Dataset items
========================

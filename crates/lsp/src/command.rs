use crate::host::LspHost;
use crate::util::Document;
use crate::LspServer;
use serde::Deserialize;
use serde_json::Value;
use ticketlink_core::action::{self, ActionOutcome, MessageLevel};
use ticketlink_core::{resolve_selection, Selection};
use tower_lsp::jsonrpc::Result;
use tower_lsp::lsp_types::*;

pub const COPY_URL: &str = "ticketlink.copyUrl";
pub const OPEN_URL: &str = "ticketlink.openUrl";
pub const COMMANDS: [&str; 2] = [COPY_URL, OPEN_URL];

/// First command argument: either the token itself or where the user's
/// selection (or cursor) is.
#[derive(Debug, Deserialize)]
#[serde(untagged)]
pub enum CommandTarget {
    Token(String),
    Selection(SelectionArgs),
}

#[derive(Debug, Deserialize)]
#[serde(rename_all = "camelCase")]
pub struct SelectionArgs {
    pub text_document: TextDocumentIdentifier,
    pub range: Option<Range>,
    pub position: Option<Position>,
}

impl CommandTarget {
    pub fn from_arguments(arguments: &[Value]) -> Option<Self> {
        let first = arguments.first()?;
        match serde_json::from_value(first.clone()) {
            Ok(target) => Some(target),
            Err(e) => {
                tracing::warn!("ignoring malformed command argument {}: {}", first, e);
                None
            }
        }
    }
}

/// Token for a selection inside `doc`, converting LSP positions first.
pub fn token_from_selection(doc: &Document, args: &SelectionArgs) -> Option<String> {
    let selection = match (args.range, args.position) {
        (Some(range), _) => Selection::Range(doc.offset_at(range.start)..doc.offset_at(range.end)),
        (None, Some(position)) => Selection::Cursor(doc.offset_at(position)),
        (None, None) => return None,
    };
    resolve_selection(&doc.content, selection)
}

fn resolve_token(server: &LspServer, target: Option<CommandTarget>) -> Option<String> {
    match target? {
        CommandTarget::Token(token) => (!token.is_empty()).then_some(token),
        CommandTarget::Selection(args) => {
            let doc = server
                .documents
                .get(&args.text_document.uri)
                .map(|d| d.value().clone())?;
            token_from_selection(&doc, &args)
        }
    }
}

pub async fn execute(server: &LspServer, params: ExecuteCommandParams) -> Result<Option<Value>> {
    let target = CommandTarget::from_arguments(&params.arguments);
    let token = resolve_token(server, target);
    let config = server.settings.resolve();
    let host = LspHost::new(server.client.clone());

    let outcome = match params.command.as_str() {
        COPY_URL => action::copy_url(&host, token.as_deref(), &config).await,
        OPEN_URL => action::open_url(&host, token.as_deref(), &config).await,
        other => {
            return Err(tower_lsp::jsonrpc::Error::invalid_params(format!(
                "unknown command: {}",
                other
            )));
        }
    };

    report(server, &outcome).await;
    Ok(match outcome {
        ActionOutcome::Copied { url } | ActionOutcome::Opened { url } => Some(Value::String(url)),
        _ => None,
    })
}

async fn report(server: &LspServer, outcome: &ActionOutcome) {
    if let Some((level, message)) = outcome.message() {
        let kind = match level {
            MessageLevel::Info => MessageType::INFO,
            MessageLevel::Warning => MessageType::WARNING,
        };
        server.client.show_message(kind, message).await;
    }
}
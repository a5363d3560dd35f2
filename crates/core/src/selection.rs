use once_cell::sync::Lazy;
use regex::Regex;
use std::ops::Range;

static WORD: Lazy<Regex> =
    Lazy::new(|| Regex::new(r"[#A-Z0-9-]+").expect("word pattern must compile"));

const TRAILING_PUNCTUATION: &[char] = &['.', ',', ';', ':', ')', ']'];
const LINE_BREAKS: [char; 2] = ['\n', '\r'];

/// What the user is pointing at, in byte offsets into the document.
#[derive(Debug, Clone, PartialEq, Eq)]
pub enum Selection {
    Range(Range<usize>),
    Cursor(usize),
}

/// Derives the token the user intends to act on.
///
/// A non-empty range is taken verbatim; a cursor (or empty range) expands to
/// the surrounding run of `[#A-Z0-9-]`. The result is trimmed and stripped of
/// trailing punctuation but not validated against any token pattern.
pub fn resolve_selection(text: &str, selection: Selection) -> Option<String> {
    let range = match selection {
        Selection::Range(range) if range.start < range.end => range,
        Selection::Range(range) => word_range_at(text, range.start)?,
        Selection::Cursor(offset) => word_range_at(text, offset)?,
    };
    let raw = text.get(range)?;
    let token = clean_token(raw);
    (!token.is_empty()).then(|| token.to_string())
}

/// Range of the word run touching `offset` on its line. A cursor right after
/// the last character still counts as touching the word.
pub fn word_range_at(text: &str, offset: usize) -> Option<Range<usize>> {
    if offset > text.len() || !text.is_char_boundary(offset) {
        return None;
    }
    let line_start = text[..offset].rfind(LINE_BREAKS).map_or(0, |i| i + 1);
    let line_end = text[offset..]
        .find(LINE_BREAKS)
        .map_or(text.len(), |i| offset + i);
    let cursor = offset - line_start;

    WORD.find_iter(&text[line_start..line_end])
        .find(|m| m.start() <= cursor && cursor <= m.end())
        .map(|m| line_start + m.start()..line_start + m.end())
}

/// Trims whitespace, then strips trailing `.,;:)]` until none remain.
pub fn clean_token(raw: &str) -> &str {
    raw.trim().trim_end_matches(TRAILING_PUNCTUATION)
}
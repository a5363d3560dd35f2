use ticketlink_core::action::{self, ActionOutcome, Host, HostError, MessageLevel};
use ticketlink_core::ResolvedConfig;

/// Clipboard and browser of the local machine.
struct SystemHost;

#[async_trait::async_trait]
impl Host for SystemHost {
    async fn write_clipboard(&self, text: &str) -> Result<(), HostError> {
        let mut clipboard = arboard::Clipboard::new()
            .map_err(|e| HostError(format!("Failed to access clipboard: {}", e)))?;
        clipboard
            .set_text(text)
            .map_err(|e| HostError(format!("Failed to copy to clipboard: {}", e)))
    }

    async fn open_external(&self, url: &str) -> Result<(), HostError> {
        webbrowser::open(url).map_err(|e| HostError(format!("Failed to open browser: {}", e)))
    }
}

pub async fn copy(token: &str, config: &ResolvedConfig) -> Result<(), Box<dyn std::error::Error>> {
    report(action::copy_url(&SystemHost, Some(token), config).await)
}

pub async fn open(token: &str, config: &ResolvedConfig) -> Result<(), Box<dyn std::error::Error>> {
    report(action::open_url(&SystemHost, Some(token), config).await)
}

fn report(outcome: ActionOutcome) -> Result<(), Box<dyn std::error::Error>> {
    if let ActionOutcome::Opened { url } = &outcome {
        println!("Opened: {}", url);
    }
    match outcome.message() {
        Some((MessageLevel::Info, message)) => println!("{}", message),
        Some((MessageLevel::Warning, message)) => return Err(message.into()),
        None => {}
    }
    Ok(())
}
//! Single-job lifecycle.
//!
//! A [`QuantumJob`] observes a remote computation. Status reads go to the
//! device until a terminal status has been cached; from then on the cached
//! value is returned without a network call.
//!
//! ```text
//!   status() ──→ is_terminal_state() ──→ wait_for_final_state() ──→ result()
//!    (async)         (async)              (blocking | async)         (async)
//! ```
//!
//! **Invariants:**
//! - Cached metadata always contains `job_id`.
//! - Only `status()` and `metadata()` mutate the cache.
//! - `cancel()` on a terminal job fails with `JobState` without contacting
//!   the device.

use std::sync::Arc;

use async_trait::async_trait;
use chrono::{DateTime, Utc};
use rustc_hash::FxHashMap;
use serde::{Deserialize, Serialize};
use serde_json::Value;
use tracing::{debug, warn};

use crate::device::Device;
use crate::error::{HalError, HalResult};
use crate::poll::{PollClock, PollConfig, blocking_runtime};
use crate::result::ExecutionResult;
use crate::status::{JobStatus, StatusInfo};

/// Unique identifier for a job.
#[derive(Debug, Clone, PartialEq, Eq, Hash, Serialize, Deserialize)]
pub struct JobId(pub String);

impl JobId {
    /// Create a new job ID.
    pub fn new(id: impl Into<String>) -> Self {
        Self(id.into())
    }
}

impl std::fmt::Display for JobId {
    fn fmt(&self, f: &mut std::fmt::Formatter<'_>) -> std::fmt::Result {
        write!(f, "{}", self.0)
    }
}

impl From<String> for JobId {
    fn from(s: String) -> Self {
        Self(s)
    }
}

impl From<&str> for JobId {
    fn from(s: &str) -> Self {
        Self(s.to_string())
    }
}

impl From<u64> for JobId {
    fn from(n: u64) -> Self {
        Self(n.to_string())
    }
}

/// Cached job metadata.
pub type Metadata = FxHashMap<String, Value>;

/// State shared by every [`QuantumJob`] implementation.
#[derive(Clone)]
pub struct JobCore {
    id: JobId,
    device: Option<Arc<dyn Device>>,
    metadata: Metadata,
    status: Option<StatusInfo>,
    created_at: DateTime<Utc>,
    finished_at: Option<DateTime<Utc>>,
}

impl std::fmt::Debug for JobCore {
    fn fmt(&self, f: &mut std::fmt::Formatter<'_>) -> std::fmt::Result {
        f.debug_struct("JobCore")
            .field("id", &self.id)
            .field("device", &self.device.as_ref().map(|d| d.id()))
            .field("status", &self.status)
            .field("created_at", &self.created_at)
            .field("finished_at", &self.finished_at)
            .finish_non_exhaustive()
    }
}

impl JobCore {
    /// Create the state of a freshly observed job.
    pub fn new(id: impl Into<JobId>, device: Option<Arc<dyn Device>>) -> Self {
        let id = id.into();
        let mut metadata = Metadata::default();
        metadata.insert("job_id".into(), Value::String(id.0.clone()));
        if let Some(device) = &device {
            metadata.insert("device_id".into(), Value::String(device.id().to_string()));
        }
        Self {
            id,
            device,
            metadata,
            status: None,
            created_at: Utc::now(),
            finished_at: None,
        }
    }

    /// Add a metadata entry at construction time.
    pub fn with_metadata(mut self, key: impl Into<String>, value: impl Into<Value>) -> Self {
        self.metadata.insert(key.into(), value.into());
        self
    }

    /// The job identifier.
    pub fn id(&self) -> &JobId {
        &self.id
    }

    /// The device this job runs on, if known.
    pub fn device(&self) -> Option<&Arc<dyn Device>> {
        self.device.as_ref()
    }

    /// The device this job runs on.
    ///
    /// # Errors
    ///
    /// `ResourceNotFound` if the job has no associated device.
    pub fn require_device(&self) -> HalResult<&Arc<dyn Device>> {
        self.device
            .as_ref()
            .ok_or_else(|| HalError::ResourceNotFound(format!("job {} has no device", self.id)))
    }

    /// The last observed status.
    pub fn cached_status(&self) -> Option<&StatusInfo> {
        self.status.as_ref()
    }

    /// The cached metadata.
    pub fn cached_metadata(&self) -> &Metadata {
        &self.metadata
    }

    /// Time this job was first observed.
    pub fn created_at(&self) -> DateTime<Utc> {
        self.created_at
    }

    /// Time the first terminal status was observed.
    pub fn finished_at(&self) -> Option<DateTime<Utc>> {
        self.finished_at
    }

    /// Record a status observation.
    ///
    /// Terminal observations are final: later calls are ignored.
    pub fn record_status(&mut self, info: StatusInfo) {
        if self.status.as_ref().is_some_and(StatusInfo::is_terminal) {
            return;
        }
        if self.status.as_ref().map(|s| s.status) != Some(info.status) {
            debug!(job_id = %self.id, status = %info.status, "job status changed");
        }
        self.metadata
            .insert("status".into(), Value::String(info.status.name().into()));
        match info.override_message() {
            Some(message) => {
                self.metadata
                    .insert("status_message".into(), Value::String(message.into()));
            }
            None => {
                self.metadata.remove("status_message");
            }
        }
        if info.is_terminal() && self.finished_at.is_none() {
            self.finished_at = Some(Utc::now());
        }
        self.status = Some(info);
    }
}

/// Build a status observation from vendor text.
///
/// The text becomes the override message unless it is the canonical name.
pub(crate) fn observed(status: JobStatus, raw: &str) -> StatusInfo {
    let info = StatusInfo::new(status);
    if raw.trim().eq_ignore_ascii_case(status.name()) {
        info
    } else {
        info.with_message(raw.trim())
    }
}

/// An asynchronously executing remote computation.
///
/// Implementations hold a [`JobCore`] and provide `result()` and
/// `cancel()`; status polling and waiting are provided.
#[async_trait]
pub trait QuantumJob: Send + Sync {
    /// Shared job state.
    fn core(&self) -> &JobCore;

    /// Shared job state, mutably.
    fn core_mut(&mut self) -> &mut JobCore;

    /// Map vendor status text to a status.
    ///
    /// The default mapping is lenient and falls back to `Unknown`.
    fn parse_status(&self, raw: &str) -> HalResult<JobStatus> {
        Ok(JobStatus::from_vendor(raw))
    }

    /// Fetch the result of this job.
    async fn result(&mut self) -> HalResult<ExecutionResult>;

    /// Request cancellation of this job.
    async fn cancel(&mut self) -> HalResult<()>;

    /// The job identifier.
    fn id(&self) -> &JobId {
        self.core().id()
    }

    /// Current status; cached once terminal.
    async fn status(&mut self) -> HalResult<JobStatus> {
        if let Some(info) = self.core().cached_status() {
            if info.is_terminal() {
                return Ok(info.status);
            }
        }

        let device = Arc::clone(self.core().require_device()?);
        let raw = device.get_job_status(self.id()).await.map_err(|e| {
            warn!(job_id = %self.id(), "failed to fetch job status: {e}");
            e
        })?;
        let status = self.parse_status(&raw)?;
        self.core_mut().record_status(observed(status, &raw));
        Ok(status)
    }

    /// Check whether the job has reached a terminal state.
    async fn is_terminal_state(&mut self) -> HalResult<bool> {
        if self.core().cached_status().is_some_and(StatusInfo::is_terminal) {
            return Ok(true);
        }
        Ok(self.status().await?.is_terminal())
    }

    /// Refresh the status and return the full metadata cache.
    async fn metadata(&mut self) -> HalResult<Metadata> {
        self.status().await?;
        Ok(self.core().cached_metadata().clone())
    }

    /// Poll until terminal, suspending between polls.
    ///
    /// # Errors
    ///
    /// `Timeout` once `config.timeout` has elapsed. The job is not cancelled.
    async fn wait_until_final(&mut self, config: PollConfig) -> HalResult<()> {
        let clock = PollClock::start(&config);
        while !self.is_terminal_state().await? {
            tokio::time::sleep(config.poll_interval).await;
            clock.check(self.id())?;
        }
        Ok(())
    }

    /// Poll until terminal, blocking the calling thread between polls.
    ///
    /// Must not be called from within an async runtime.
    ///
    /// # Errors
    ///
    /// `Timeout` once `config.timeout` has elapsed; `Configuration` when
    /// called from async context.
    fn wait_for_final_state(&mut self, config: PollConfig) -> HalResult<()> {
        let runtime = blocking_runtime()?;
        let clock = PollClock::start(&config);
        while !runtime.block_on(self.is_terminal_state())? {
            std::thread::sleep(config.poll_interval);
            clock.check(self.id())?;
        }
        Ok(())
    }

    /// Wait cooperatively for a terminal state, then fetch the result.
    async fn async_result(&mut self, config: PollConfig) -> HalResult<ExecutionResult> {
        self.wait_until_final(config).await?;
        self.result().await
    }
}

========================

• [Your task]
Give again, exactly as written, the lines running from the first line of the data above through the line that contains "(or cursor) is.".

• [Solution to the exercise]
filename crates/lsp/src/command.rs
use crate::host::LspHost;
use crate::util::Document;
use crate::LspServer;
use serde::Deserialize;
use serde_json::Value;
use ticketlink_core::action::{self, ActionOutcome, MessageLevel};
use ticketlink_core::{resolve_selection, Selection};
use tower_lsp::jsonrpc::Result;
use tower_lsp::lsp_types::*;

pub const COPY_URL: &str = "ticketlink.copyUrl";
pub const OPEN_URL: &str = "ticketlink.openUrl";
pub const COMMANDS: [&str; 2] = [COPY_URL, OPEN_URL];

/// First command argument: either the token itself or where the user's
/// selection (or cursor) is.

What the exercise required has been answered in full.